My oldest son asked me if I thought bullying was worse now than when I was young or are we more sensitive to things that would have been shrugged off in the past? I think that’s a profound question with a complex answer. Before the internet, bullies acted out mostly face to face. The internet enables less physically powerful people to bully too. Facebook, Reddit, Twitter and other social media outlets allow people to spew their venom at will. That changes the definition and our ability to stop bullying. Tripping someone or saying ugly words was not considered serious bullying when I was young. Was it mean and hurtful? Yes, but it wasn’t bullying. That term was reserved for people who were cruel on an ongoing basis.

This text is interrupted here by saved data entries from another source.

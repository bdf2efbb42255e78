//! Integration tests for transfers over TCP.
//!
//! Each test binds a [`TcpReceiver`] on an OS-chosen loopback port, serves it
//! in a background task, and drives a [`GbnSender`] over a [`TcpChannel`].
//! These run on the real clock, so timeouts are kept short.

use std::net::SocketAddr;
use std::time::Duration;

use gbn_arq::{
    Channel, GbnError, GbnReceiver, GbnSender, Outcome, ScriptedFaults, TcpChannel, TcpReceiver,
    Transmission, TransferConfig, TransportError, Verdict,
};

const MESSAGE: &str = "Hello, this is a test message for Go-Back-N protocol.";

// ---------------------------------------------------------------------------
// Helper
// ---------------------------------------------------------------------------

fn loopback() -> SocketAddr {
    "127.0.0.1:0".parse().unwrap()
}

/// Send `message` to a fresh receiver and return what each side ended up with.
async fn run_transfer(
    message: &str,
    window: usize,
    timeout: Duration,
    receiver: GbnReceiver<char>,
) -> (gbn_arq::Transfer<char>, String) {
    let server = TcpReceiver::bind(loopback(), receiver)
        .await
        .expect("bind receiver")
        .with_linger(timeout);
    let addr = server.local_addr;
    let server_task = tokio::spawn(server.serve());

    let stream: Vec<char> = message.chars().collect();
    let config = TransferConfig::new(window, timeout).unwrap();
    let mut channel = TcpChannel::new(addr);
    let done = tokio::time::timeout(
        Duration::from_secs(30),
        GbnSender::new(config).unwrap().run(&stream, &mut channel),
    )
    .await
    .expect("sender timed out")
    .expect("sender failed");

    let received = tokio::time::timeout(Duration::from_secs(30), server_task)
        .await
        .expect("receiver timed out")
        .expect("receiver task panicked")
        .expect("receiver failed");

    (done, received.into_iter().collect())
}

// ---------------------------------------------------------------------------
// Tests
// ---------------------------------------------------------------------------

#[tokio::test]
async fn clean_transfer_over_loopback() {
    let (done, received) =
        run_transfer(MESSAGE, 5, Duration::from_secs(2), GbnReceiver::new(5)).await;

    assert_eq!(received, MESSAGE);
    // The sender has no view of the remote receiver's state.
    assert_eq!(done.message, None);
    assert_eq!(done.acknowledged, MESSAGE.chars().count());
    assert_eq!(done.report.accepted, 11);
    assert_eq!(done.report.attempts, 11);
}

#[tokio::test]
async fn short_final_batch_over_loopback() {
    let (done, received) =
        run_transfer(MESSAGE, 7, Duration::from_secs(2), GbnReceiver::new(7)).await;

    assert_eq!(received, MESSAGE);
    assert_eq!(done.report.accepted, 8);
}

#[tokio::test]
async fn rejected_round_is_resent_over_loopback() {
    let receiver = GbnReceiver::new(5)
        .with_faults(ScriptedFaults::new().reject_at(6, Duration::from_millis(50)));
    let (done, received) = run_transfer(MESSAGE, 5, Duration::from_secs(2), receiver).await;

    assert_eq!(received, MESSAGE);
    assert_eq!(done.report.rejected, 1);
    assert_eq!(done.report.attempts, 12);
}

#[tokio::test]
async fn stalled_round_times_out_and_is_resent() {
    let timeout = Duration::from_millis(300);
    let receiver = GbnReceiver::new(5).with_faults(ScriptedFaults::demo(timeout));
    let (done, received) = run_transfer(MESSAGE, 5, timeout, receiver).await;

    // The stalled connection's late completion must not append anything.
    assert_eq!(received, MESSAGE);
    assert_eq!(done.report.timed_out, 1);
    assert_eq!(done.report.rejected, 1);
    assert_eq!(done.report.attempts, 13);
}

#[tokio::test]
async fn refused_connection_is_a_transport_error() {
    // Grab a free port, then close it again.
    let addr = {
        let listener = tokio::net::TcpListener::bind(loopback()).await.unwrap();
        listener.local_addr().unwrap()
    };

    let stream: Vec<char> = "abc".chars().collect();
    let config = TransferConfig::new(2, Duration::from_secs(1)).unwrap();
    let err = GbnSender::new(config)
        .unwrap()
        .run(&stream, &mut TcpChannel::new(addr))
        .await
        .unwrap_err();

    assert!(matches!(err, GbnError::Transport(TransportError::Io(_))));
}

#[tokio::test]
async fn garbage_reply_is_a_transport_error() {
    use tokio::io::{AsyncReadExt, AsyncWriteExt};

    let listener = tokio::net::TcpListener::bind(loopback()).await.unwrap();
    let addr = listener.local_addr().unwrap();
    tokio::spawn(async move {
        let (mut stream, _) = listener.accept().await.unwrap();
        let mut buf = [0u8; 64];
        let _ = stream.read(&mut buf).await;
        let _ = stream.write_all(b"NAK\n").await;
    });

    let stream: Vec<char> = "ab".chars().collect();
    let config = TransferConfig::new(2, Duration::from_secs(2)).unwrap();
    let err = GbnSender::new(config)
        .unwrap()
        .run(&stream, &mut TcpChannel::new(addr))
        .await
        .unwrap_err();

    assert!(matches!(err, GbnError::Transport(TransportError::Frame(_))));
}

#[tokio::test]
async fn resend_of_final_round_is_reacknowledged_while_lingering() {
    let server = TcpReceiver::bind(loopback(), GbnReceiver::new(2))
        .await
        .unwrap()
        .with_linger(Duration::from_millis(500));
    let addr = server.local_addr;
    let rx = server.receiver();
    let server_task = tokio::spawn(server.serve());

    let final_round = |attempt| Transmission {
        counter: 1,
        attempt,
        is_final: true,
        batch: vec!['o', 'k'],
    };
    let mut channel = TcpChannel::new(addr);
    let deadline = Duration::from_secs(2);

    let first = channel.transmit(final_round(1), deadline).await.unwrap();
    assert_eq!(first, Outcome::Verdict(Verdict::Accepted));
    assert!(rx.is_complete());

    // The sender missed the first RR and resends; the receiver still listens.
    let again = channel.transmit(final_round(2), deadline).await.unwrap();
    assert_eq!(again, Outcome::Verdict(Verdict::Accepted));

    let received = tokio::time::timeout(Duration::from_secs(5), server_task)
        .await
        .expect("receiver timed out")
        .expect("receiver task panicked")
        .expect("receiver failed");
    assert_eq!(received, vec!['o', 'k']);
}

I couldn’t stop my own bully
In second grade, I moved, enrolled in a new school, and got glasses. I loved my new school and teacher. She praised me for being smart. She gave me challenging work I loved. It was a dream come true, except for Brian. He disliked me and every recess he tormented me, calling me names and making fun of my glasses. He threatened to hurt me when I asked him to stop bullying me. I hated him because he made me feel small and insignificant. I hated him so much, that when he died in a car accident in high school, I felt no sorrow or pain, only relief. As an enlightened adult, I mourn that Brian felt so powerless that he bullied others, and understand Brian must’ve had some issues of his own, but in my teenage brain, I was glad he was gone.
When I needed to stop bullying others
Beyond that. I thought of times I was the bully. I don’t like to admit it, but there are times I pushed others around to get what I wanted through anger and intimidation, especially as a parent. You can read about that in My Worst Parenting Moment. It’s not a pretty place, and I’ve asked my children to forgive me for the mom I used to be. So, why did I do it? Because it works. That’s not an excuse; it’s an explanation. When all else fails, bullying works, but the price is costly. My children were afraid. I was filled with guilt and our family was wounded. These little people I loved did what I asked, not because it was the right thing to do, but because they were afraid of the consequences. I vowed to change, and to stop bullying the people I loved most, and I did.
How do we change things?
Having been on both ends of bullying, here’s what I believe; it’s up to all of us to stop bullying. The times I resorted to bullying, I felt powerless and afraid. Bullying felt like the only way to be heard. Anger replaced powerlessness and fear but the result was guilt for creating that in others. The answer to stopping bullying is simple. Help people feel powerful, loved and connected. Learn it, teach it and be the change. I know it’s possible because I live it. That isn’t some weird, “woo woo” thing. It’s basic humanity. Everyone is valuable. If they aren’t acting that way, it’s because they don’t believe it. This is so simple, powerful and so important, it bears repeating. Every person in this world is as valuable as every other person.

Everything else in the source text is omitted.